→ **Description of the task**
State how many lines in the entries below include the string "HeaderMap", and give nothing beyond that number.
========
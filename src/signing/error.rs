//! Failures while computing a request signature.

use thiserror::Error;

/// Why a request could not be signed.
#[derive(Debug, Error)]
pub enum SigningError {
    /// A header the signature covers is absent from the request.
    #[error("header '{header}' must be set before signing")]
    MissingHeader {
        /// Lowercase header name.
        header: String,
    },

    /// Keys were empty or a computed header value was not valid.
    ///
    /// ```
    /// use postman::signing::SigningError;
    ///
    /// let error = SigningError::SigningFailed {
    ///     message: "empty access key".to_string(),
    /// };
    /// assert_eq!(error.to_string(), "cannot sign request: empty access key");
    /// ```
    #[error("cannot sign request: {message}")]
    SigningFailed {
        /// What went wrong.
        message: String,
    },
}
========
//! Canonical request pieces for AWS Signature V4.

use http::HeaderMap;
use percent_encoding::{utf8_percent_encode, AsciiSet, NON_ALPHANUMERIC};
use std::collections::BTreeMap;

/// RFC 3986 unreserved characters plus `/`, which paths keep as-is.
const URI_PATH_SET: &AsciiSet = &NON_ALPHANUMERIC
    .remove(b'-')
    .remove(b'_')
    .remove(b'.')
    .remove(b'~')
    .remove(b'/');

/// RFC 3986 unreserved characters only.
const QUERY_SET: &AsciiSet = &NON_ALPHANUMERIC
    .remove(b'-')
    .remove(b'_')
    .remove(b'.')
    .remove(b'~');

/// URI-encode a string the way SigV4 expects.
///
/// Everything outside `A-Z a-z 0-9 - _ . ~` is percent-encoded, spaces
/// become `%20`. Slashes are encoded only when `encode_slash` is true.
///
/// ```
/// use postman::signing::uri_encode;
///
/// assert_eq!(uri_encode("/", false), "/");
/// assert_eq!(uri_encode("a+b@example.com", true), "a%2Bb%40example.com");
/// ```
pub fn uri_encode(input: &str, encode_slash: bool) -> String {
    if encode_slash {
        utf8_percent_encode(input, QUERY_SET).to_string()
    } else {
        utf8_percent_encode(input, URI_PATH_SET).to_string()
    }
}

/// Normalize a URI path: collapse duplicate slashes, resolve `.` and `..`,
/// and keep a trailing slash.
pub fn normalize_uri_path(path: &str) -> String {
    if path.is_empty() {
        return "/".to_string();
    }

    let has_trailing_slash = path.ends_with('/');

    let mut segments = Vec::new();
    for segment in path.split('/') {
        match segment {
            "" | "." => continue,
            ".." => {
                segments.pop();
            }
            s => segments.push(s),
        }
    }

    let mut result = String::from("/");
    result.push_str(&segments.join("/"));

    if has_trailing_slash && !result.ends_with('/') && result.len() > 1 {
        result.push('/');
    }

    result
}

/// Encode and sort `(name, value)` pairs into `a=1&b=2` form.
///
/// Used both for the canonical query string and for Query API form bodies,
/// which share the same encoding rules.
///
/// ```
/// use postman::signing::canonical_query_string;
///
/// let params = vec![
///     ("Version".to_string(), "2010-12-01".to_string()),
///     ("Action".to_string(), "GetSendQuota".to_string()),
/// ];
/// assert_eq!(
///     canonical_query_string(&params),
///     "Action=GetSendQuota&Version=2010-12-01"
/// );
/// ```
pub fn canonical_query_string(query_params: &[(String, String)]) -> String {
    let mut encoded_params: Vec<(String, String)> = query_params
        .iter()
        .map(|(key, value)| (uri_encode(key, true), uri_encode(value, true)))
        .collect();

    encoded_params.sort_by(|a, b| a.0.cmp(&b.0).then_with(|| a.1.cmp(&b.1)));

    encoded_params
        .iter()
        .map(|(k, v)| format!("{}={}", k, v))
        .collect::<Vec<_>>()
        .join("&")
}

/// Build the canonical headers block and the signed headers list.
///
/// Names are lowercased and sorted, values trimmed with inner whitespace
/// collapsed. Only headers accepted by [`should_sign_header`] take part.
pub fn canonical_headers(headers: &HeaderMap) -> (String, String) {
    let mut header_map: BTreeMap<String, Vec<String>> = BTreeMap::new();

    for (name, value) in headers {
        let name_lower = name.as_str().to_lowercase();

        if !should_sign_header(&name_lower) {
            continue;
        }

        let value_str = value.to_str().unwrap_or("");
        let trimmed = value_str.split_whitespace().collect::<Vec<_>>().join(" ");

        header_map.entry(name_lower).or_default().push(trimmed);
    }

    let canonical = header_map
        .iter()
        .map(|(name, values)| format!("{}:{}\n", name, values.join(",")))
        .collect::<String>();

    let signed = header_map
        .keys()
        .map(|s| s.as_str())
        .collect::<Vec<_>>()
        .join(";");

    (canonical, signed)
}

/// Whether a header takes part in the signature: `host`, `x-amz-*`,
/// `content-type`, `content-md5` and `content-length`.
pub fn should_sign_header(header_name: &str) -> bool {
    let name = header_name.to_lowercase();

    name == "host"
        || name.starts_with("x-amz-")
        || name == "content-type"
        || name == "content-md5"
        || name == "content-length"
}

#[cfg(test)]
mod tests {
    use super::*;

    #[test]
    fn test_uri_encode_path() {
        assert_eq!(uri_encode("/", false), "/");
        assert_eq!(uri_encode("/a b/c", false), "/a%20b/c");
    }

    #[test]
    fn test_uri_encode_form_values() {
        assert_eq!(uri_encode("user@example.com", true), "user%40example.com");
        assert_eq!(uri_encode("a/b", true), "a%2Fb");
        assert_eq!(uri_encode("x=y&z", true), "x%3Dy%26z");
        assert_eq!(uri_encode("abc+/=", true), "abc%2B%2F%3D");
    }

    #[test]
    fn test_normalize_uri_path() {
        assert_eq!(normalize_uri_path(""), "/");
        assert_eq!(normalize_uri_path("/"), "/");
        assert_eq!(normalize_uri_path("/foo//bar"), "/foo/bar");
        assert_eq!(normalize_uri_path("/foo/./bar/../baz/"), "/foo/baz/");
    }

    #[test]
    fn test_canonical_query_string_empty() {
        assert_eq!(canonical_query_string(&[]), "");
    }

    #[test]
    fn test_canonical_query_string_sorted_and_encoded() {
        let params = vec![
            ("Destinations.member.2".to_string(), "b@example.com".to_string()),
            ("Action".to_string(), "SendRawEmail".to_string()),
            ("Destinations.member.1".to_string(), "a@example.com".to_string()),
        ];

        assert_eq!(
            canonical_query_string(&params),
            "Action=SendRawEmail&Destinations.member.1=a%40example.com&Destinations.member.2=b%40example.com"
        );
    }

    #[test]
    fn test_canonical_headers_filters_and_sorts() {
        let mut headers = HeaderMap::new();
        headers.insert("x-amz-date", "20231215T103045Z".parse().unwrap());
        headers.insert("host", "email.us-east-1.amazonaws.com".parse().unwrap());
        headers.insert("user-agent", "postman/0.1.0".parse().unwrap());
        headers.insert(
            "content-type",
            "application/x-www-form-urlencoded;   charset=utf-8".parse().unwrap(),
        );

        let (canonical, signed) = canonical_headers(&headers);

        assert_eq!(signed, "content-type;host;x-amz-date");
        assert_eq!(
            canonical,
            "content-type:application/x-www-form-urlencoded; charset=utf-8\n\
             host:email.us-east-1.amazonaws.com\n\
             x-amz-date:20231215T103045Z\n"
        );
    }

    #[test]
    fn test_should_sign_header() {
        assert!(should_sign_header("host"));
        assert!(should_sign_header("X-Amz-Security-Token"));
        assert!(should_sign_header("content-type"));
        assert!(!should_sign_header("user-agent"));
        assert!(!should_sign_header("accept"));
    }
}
========
→ **Your response**
3